**THE TASK**
The entries below contain a line with "#[cfg(test)]" and a line with "assert_eq!(*order, LookupOrder::Canonical);". Quote exactly those two lines and all lines between them.
*** DATA SUPPLIED Section Begins ***
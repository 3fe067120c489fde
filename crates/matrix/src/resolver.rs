use crate::label::LabelCodec;
use heatmap_catalog::{CatalogEntry, CatalogIndex, LookupOrder, NormalizedKey};
use heatmap_protocol::{
    CellDetailPayload, ChartPayload, MetadataPayload, PAYLOAD_SCHEMA_VERSION,
};

/// Outcome of resolving a clicked cell. A miss is a value, not an error.
#[derive(Debug, Clone, PartialEq)]
pub enum CellResolution<'a> {
    Found {
        domain: NormalizedKey,
        dimension: NormalizedKey,
        order: LookupOrder,
        entry: &'a CatalogEntry,
    },
    NotFound {
        column: NormalizedKey,
        row: NormalizedKey,
    },
}

impl<'a> CellResolution<'a> {
    pub fn is_found(&self) -> bool {
        matches!(self, CellResolution::Found { .. })
    }

    pub fn entry(&self) -> Option<&'a CatalogEntry> {
        match self {
            CellResolution::Found { entry, .. } => Some(*entry),
            CellResolution::NotFound { .. } => None,
        }
    }

    /// Detail payload for the drill-down view; a miss yields `found == false`.
    pub fn to_payload(&self) -> CellDetailPayload {
        match self {
            CellResolution::Found { order, entry, .. } => CellDetailPayload {
                schema_version: PAYLOAD_SCHEMA_VERSION,
                found: true,
                title: format!("{}, {}", entry.domain, entry.dimension),
                domain: Some(entry.domain.clone()),
                dimension: Some(entry.dimension.clone()),
                lookup_order: Some(
                    match order {
                        LookupOrder::Canonical => "canonical",
                        LookupOrder::Swapped => "swapped",
                    }
                    .to_string(),
                ),
                metadata: Some(MetadataPayload {
                    measurement_method: entry.metadata.measurement_method.clone(),
                    survey_item: entry.metadata.survey_item.clone(),
                    original_item: entry.metadata.original_item.clone(),
                    source: entry.metadata.source.clone(),
                    link: entry.metadata.link.clone(),
                    notes: entry.metadata.notes.clone(),
                }),
                chart: Some(ChartPayload {
                    kind: entry.chart.kind().as_str().to_string(),
                    categories: entry.chart.categories().to_vec(),
                    series: entry.chart.series().to_vec(),
                }),
            },
            CellResolution::NotFound { column, row } => {
                CellDetailPayload::not_found(format!("{row}, {column}"))
            }
        }
    }
}

/// Look up decoded keys: `(domain = row, dimension = column)` first, then the swapped order.
pub fn resolve_cell<'a>(
    index: &'a CatalogIndex,
    row: &NormalizedKey,
    column: &NormalizedKey,
) -> CellResolution<'a> {
    match index.get_either_order(row, column) {
        Some((entry, order)) => {
            let (domain, dimension) = match order {
                LookupOrder::Canonical => (row.clone(), column.clone()),
                LookupOrder::Swapped => (column.clone(), row.clone()),
            };
            CellResolution::Found {
                domain,
                dimension,
                order,
                entry,
            }
        }
        None => {
            log::debug!("no catalog entry for row '{row}' and column '{column}'");
            CellResolution::NotFound {
                column: column.clone(),
                row: row.clone(),
            }
        }
    }
}

/// Entry point for clicks on the rendered matrix: decodes labels then queries the index.
#[derive(Debug, Clone, Copy)]
pub struct CellResolver<'a> {
    index: &'a CatalogIndex,
    codec: &'a LabelCodec,
}

impl<'a> CellResolver<'a> {
    pub fn new(index: &'a CatalogIndex, codec: &'a LabelCodec) -> Self {
        Self { index, codec }
    }

    /// Resolve a `(x, y)` markup pair exactly as the heat-map widget reports it.
    pub fn resolve_markup(&self, column_label: &str, row_label: &str) -> CellResolution<'a> {
        let column = self.codec.decode_markup(column_label);
        let row = self.codec.decode_markup(row_label);
        resolve_cell(self.index, &row, &column)
    }

    pub fn resolve_keys(&self, column: &NormalizedKey, row: &NormalizedKey) -> CellResolution<'a> {
        resolve_cell(self.index, row, column)
    }
}

#[cfg(test)]
mod tests {
    use super::*;
    use crate::label::LabelConfig;
    use heatmap_catalog::{ChartKind, ChartSynthesizer, MeasurementRecord, StepSeries};
    use pretty_assertions::assert_eq;

    fn index() -> CatalogIndex {
        let record = MeasurementRecord {
            domain: "Finance".to_string(),
            dimension: "General".to_string(),
            chart_kind: ChartKind::Line,
            measurement_method: "share of respondents".to_string(),
            survey_item: "Budgeting".to_string(),
            raw_item_text: "Do you budget? [never, sometimes, always]".to_string(),
            answer_options_text: String::new(),
            source: "survey 2023".to_string(),
            link: "https://example.org/q1".to_string(),
            notes: String::new(),
        };
        CatalogIndex::build(
            &[record],
            &ChartSynthesizer::default(),
            &mut StepSeries::new(10.0, 5.0),
        )
    }

    fn codec() -> LabelCodec {
        LabelCodec::new(&LabelConfig::default()).unwrap()
    }

    #[test]
    fn resolves_rendered_labels_canonically() {
        let index = index();
        let codec = codec();
        let resolver = CellResolver::new(&index, &codec);

        let resolution = resolver.resolve_markup("general", "finance");
        let CellResolution::Found {
            domain,
            dimension,
            order,
            entry,
        } = &resolution
        else {
            panic!("expected a hit, got {resolution:?}");
        };
        assert_eq!(domain.as_str(), "finance");
        assert_eq!(dimension.as_str(), "general");
        assert_eq!(*order, LookupOrder::Canonical);
        assert_eq!(entry.chart.categories(), &["never", "sometimes", "always"]);
        assert_eq!(entry.chart.series(), &[10.0, 15.0, 20.0]);

        assert_eq!(
            resolver.resolve_keys(&"general".into(), &"finance".into()),
            resolution
        );
    }

    #[test]
    fn swapped_labels_hit_through_the_fallback() {
        let index = index();
        let codec = codec();
        let resolution = CellResolver::new(&index, &codec).resolve_markup("Finance", "<b>GENERAL</b>");
        assert!(resolution.is_found());
        let payload = resolution.to_payload();
        assert_eq!(payload.lookup_order.as_deref(), Some("swapped"));
        assert_eq!(payload.title, "Finance, General");
    }

    #[test]
    fn miss_is_a_value_with_empty_payload() {
        let index = index();
        let codec = codec();
        let resolution = CellResolver::new(&index, &codec).resolve_markup("<b>ai</b> | ידע", "בריאות");
        assert!(!resolution.is_found());
        assert!(resolution.entry().is_none());

        let payload = resolution.to_payload();
        assert!(!payload.found);
        assert_eq!(payload.title, "בריאות, ai ידע");
        assert!(payload.chart.is_none());
    }

    #[test]
    fn found_payload_carries_metadata_and_chart() {
        let index = index();
        let resolution = resolve_cell(&index, &"finance".into(), &"general".into());
        let payload = resolution.to_payload();

        assert!(payload.found);
        let metadata = payload.metadata.expect("metadata");
        assert_eq!(metadata.survey_item, "Budgeting");
        assert_eq!(metadata.link, "https://example.org/q1");
        assert_eq!(metadata.notes, "");
        let chart = payload.chart.expect("chart");
        assert_eq!(chart.kind, "line");
        assert_eq!(chart.categories.len(), chart.series.len());
    }
}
*** DATA SUPPLIED Section Ends ***
**TASK RESPONSE**
#[cfg(test)]
mod tests {
    use super::*;
    use crate::label::LabelConfig;
    use heatmap_catalog::{ChartKind, ChartSynthesizer, MeasurementRecord, StepSeries};
    use pretty_assertions::assert_eq;

    fn index() -> CatalogIndex {
        let record = MeasurementRecord {
            domain: "Finance".to_string(),
            dimension: "General".to_string(),
            chart_kind: ChartKind::Line,
            measurement_method: "share of respondents".to_string(),
            survey_item: "Budgeting".to_string(),
            raw_item_text: "Do you budget? [never, sometimes, always]".to_string(),
            answer_options_text: String::new(),
            source: "survey 2023".to_string(),
            link: "https://example.org/q1".to_string(),
            notes: String::new(),
        };
        CatalogIndex::build(
            &[record],
            &ChartSynthesizer::default(),
            &mut StepSeries::new(10.0, 5.0),
        )
    }

    fn codec() -> LabelCodec {
        LabelCodec::new(&LabelConfig::default()).unwrap()
    }

    #[test]
    fn resolves_rendered_labels_canonically() {
        let index = index();
        let codec = codec();
        let resolver = CellResolver::new(&index, &codec);

        let resolution = resolver.resolve_markup("general", "finance");
        let CellResolution::Found {
            domain,
            dimension,
            order,
            entry,
        } = &resolution
        else {
            panic!("expected a hit, got {resolution:?}");
        };
        assert_eq!(domain.as_str(), "finance");
        assert_eq!(dimension.as_str(), "general");
        assert_eq!(*order, LookupOrder::Canonical);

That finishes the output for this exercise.